*** Opening EXCERPTED RECORDS ***
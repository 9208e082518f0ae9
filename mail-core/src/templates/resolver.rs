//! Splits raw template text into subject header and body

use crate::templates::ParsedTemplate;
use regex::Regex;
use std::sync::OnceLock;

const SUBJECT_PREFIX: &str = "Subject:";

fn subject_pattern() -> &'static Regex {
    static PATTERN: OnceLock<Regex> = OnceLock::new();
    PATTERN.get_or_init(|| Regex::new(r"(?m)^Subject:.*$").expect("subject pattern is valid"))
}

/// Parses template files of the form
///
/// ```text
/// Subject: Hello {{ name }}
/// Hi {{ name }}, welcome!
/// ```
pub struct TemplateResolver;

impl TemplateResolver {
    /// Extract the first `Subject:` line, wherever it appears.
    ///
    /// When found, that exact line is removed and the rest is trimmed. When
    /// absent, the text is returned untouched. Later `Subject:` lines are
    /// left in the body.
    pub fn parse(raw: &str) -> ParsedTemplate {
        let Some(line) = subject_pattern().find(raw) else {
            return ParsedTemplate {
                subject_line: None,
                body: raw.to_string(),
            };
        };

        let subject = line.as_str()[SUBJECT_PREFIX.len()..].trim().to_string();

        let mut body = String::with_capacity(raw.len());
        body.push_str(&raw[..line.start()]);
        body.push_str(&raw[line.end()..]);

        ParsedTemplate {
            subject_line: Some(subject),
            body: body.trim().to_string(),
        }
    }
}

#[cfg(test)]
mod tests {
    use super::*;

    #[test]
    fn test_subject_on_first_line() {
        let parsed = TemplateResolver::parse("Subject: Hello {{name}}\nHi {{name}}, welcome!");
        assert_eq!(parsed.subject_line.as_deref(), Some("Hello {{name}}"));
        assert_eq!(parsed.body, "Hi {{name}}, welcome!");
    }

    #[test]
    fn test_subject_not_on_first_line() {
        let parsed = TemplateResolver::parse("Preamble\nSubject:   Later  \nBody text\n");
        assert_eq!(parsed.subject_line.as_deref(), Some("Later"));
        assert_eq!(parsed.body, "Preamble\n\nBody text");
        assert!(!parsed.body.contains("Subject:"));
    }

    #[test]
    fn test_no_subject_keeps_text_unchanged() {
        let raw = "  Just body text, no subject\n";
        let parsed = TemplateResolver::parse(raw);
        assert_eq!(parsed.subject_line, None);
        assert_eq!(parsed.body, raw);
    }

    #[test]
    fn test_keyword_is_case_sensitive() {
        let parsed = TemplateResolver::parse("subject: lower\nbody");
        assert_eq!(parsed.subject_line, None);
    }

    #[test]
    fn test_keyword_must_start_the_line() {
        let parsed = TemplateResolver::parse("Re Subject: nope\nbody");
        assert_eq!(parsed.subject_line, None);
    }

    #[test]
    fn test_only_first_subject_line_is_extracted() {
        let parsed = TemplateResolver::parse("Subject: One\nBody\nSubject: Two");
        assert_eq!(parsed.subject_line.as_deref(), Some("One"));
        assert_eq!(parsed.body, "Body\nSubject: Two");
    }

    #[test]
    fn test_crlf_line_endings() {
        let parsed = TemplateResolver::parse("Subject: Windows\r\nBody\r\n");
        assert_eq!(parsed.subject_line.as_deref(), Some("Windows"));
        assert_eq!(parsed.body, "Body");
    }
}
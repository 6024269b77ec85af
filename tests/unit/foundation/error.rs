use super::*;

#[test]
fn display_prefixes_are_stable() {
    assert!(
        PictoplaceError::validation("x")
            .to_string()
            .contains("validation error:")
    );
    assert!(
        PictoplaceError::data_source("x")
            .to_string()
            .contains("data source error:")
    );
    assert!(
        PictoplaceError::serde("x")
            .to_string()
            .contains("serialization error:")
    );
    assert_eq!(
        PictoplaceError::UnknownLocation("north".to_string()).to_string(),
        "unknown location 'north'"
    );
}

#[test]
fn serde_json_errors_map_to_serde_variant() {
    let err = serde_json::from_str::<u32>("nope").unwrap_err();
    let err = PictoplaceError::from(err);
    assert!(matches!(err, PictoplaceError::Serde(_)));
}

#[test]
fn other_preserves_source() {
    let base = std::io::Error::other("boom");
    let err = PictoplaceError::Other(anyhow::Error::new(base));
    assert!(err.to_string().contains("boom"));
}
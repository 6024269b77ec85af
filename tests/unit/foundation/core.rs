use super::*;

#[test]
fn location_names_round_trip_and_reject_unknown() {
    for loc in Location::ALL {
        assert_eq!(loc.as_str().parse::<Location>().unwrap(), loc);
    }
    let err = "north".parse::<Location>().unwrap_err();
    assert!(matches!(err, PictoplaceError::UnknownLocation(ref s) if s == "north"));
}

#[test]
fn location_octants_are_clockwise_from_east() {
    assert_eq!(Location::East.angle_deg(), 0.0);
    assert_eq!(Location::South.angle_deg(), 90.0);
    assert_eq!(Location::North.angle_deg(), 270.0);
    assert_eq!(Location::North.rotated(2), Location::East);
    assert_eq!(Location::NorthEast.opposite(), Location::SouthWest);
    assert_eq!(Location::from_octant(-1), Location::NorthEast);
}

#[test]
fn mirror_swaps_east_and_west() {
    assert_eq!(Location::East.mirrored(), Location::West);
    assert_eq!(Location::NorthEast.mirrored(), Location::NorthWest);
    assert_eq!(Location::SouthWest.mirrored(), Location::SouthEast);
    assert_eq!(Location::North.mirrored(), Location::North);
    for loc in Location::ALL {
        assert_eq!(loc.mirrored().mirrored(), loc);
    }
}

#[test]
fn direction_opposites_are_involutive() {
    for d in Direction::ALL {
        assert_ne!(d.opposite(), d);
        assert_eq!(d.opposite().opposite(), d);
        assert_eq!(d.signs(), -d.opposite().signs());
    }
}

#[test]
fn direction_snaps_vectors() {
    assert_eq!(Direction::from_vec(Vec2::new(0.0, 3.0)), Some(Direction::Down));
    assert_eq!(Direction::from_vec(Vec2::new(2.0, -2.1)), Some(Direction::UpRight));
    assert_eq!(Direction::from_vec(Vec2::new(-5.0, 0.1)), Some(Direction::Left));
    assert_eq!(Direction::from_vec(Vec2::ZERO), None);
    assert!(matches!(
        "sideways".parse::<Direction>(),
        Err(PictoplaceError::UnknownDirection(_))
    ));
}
*** Closing EXCERPTED RECORDS ***
### YOUR INSTRUCTIONS
Your task is to repeat the entries exactly.

### RESULT OF THIS TASK
repository 9208e082518f0ae9
filename mail-core/src/templates/resolver.rs
//! Splits raw template text into subject header and body

use crate::templates::ParsedTemplate;
use regex::Regex;
use std::sync::OnceLock;

const SUBJECT_PREFIX: &str = "Subject:";

fn subject_pattern() -> &'static Regex {
    static PATTERN: OnceLock<Regex> = OnceLock::new();
    PATTERN.get_or_init(|| Regex::new(r"(?m)^Subject:.*$").expect("subject pattern is valid"))
}

/// Parses template files of the form
///
/// ```text
/// Subject: Hello {{ name }}
/// Hi {{ name }}, welcome!
/// ```
pub struct TemplateResolver;

impl TemplateResolver {
    /// Extract the first `Subject:` line, wherever it appears.
    ///
    /// When found, that exact line is removed and the rest is trimmed. When
    /// absent, the text is returned untouched. Later `Subject:` lines are
    /// left in the body.
    pub fn parse(raw: &str) -> ParsedTemplate {
        let Some(line) = subject_pattern().find(raw) else {
            return ParsedTemplate {
                subject_line: None,
                body: raw.to_string(),
            };
        };

        let subject = line.as_str()[SUBJECT_PREFIX.len()..].trim().to_string();

        let mut body = String::with_capacity(raw.len());
        body.push_str(&raw[..line.start()]);
        body.push_str(&raw[line.end()..]);

        ParsedTemplate {
            subject_line: Some(subject),
            body: body.trim().to_string(),
        }
    }
}

#[cfg(test)]
mod tests {
    use super::*;

    #[test]
    fn test_subject_on_first_line() {
        let parsed = TemplateResolver::parse("Subject: Hello {{name}}\nHi {{name}}, welcome!");
        assert_eq!(parsed.subject_line.as_deref(), Some("Hello {{name}}"));
        assert_eq!(parsed.body, "Hi {{name}}, welcome!");
    }

    #[test]
    fn test_subject_not_on_first_line() {
        let parsed = TemplateResolver::parse("Preamble\nSubject:   Later  \nBody text\n");
        assert_eq!(parsed.subject_line.as_deref(), Some("Later"));
        assert_eq!(parsed.body, "Preamble\n\nBody text");
        assert!(!parsed.body.contains("Subject:"));
    }

    #[test]
    fn test_no_subject_keeps_text_unchanged() {
        let raw = "  Just body text, no subject\n";
        let parsed = TemplateResolver::parse(raw);
        assert_eq!(parsed.subject_line, None);
        assert_eq!(parsed.body, raw);
    }

    #[test]
    fn test_keyword_is_case_sensitive() {
        let parsed = TemplateResolver::parse("subject: lower\nbody");
        assert_eq!(parsed.subject_line, None);
    }

    #[test]
    fn test_keyword_must_start_the_line() {
        let parsed = TemplateResolver::parse("Re Subject: nope\nbody");
        assert_eq!(parsed.subject_line, None);
    }

    #[test]
    fn test_only_first_subject_line_is_extracted() {
        let parsed = TemplateResolver::parse("Subject: One\nBody\nSubject: Two");
        assert_eq!(parsed.subject_line.as_deref(), Some("One"));
        assert_eq!(parsed.body, "Body\nSubject: Two");
    }

    #[test]
    fn test_crlf_line_endings() {
        let parsed = TemplateResolver::parse("Subject: Windows\r\nBody\r\n");
        assert_eq!(parsed.subject_line.as_deref(), Some("Windows"));
        assert_eq!(parsed.body, "Body");
    }
}
repository 6024269b77ec85af
filename tests/unit/foundation/error.rs
use super::*;

#[test]
fn display_prefixes_are_stable() {
    assert!(
        PictoplaceError::validation("x")
            .to_string()
            .contains("validation error:")
    );
    assert!(
        PictoplaceError::data_source("x")
            .to_string()
            .contains("data source error:")
    );
    assert!(
        PictoplaceError::serde("x")
            .to_string()
            .contains("serialization error:")
    );
    assert_eq!(
        PictoplaceError::UnknownLocation("north".to_string()).to_string(),
        "unknown location 'north'"
    );
}

#[test]
fn serde_json_errors_map_to_serde_variant() {
    let err = serde_json::from_str::<u32>("nope").unwrap_err();
    let err = PictoplaceError::from(err);
    assert!(matches!(err, PictoplaceError::Serde(_)));
}

#[test]
fn other_preserves_source() {
    let base = std::io::Error::other("boom");
    let err = PictoplaceError::Other(anyhow::Error::new(base));
    assert!(err.to_string().contains("boom"));
}
repository 6024269b77ec85af
filename tests/unit/foundation/core.rs
use super::*;

#[test]
fn location_names_round_trip_and_reject_unknown() {
    for loc in Location::ALL {
        assert_eq!(loc.as_str().parse::<Location>().unwrap(), loc);
    }
    let err = "north".parse::<Location>().unwrap_err();
    assert!(matches!(err, PictoplaceError::UnknownLocation(ref s) if s == "north"));
}

#[test]
fn location_octants_are_clockwise_from_east() {
    assert_eq!(Location::East.angle_deg(), 0.0);
    assert_eq!(Location::South.angle_deg(), 90.0);
    assert_eq!(Location::North.angle_deg(), 270.0);
    assert_eq!(Location::North.rotated(2), Location::East);
    assert_eq!(Location::NorthEast.opposite(), Location::SouthWest);
    assert_eq!(Location::from_octant(-1), Location::NorthEast);
}

#[test]
fn mirror_swaps_east_and_west() {
    assert_eq!(Location::East.mirrored(), Location::West);
    assert_eq!(Location::NorthEast.mirrored(), Location::NorthWest);
    assert_eq!(Location::SouthWest.mirrored(), Location::SouthEast);
    assert_eq!(Location::North.mirrored(), Location::North);
    for loc in Location::ALL {
        assert_eq!(loc.mirrored().mirrored(), loc);
    }
}

#[test]
fn direction_opposites_are_involutive() {
    for d in Direction::ALL {
        assert_ne!(d.opposite(), d);
        assert_eq!(d.opposite().opposite(), d);
        assert_eq!(d.signs(), -d.opposite().signs());
    }
}

#[test]
fn direction_snaps_vectors() {
    assert_eq!(Direction::from_vec(Vec2::new(0.0, 3.0)), Some(Direction::Down));
    assert_eq!(Direction::from_vec(Vec2::new(2.0, -2.1)), Some(Direction::UpRight));
    assert_eq!(Direction::from_vec(Vec2::new(-5.0, 0.1)), Some(Direction::Left));
    assert_eq!(Direction::from_vec(Vec2::ZERO), None);
    assert!(matches!(
        "sideways".parse::<Direction>(),
        Err(PictoplaceError::UnknownDirection(_))
    ));
}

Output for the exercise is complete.